Exercise directions: Please give again, word for word, the lines that lie between the start of the listing below and the line with "pub mod marker;", both included.

--

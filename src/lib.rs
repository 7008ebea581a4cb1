//! Compile positioned template markers into reusable document builders.
//!
//! A template is a document body whose markers (`{d.menu[i].name}` and
//! friends) were already extracted into [`Marker`]s. Compilation happens
//! once; rendering runs the compiled [`Builder`] against one data payload,
//! producing position-tagged [`Fragment`]s that [`assemble`] sorts back into
//! document order.
//!
//! ```no_run
//! use serde_json::json;
//! use tessera::{Config, Formatters, Marker, Template, TemplateSource};
//!
//! let source = TemplateSource::new(
//!     "<ul><li></li><li></li></ul>",
//!     vec![
//!         Marker::new(8, "d.items[i].name:upperCase"),
//!         Marker::new(17, "d.items[i+1].name"),
//!     ],
//! );
//! let template = Template::compile(&source, &Config::default()).unwrap();
//! let data = json!({"items": [{"name": "tea"}, {"name": "jam"}]});
//! let out = template.render(&data, &Formatters::with_builtins()).unwrap();
//! assert_eq!(out, "<ul><li>TEA</li><li>JAM</li></ul>");
//! ```

pub mod assembler;
pub mod builder;
pub mod config;
pub mod decomposer;
pub mod error;
pub mod filter;
pub mod formatter;
pub mod interleave;
pub mod marker;
pub mod scope;
pub mod sequencer;
pub mod template;
pub mod value;

pub use assembler::{Fragment, PositionVector, assemble};
pub use builder::Builder;
pub use config::{Config, ConfigBuilder, Escape, Unterminated};
pub use error::{Error, Result};
pub use filter::Filter;
pub use formatter::{FormatterCall, FormatterExpr, Formatters};
pub use interleave::Layout;
pub use marker::{Marker, TemplateSource};
pub use scope::{ScopeGraph, ScopeId};
pub use template::Template;

#[cfg(test)]
fn init_logger() {
    let _ = env_logger::builder().is_test(true).try_init();
}

/// Compile bare markers with only template-level static text.
///
/// Leaves carry no literal text of their own; use [`Template::compile`] to
/// interleave a full document body.
pub fn compile(
    markers: &[Marker],
    literal_before: &str,
    literal_after: &str,
    config: &Config,
) -> Result<Builder> {
    let graph = decomposer::decompose(markers, config.unterminated)?;
    let order = sequencer::sequence(&graph);
    Builder::compile(&graph, &order, &Layout::bare(literal_before, literal_after), config)
}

--

Response to the task:
filename src/lib.rs
repository 7008ebea581a4cb1
//! Compile positioned template markers into reusable document builders.
//!
//! A template is a document body whose markers (`{d.menu[i].name}` and
//! friends) were already extracted into [`Marker`]s. Compilation happens
//! once; rendering runs the compiled [`Builder`] against one data payload,
//! producing position-tagged [`Fragment`]s that [`assemble`] sorts back into
//! document order.
//!
//! ```no_run
//! use serde_json::json;
//! use tessera::{Config, Formatters, Marker, Template, TemplateSource};
//!
//! let source = TemplateSource::new(
//!     "<ul><li></li><li></li></ul>",
//!     vec![
//!         Marker::new(8, "d.items[i].name:upperCase"),
//!         Marker::new(17, "d.items[i+1].name"),
//!     ],
//! );
//! let template = Template::compile(&source, &Config::default()).unwrap();
//! let data = json!({"items": [{"name": "tea"}, {"name": "jam"}]});
//! let out = template.render(&data, &Formatters::with_builtins()).unwrap();
//! assert_eq!(out, "<ul><li>TEA</li><li>JAM</li></ul>");
//! ```

pub mod assembler;
pub mod builder;
pub mod config;
pub mod decomposer;
pub mod error;
pub mod filter;
pub mod formatter;
pub mod interleave;
pub mod marker;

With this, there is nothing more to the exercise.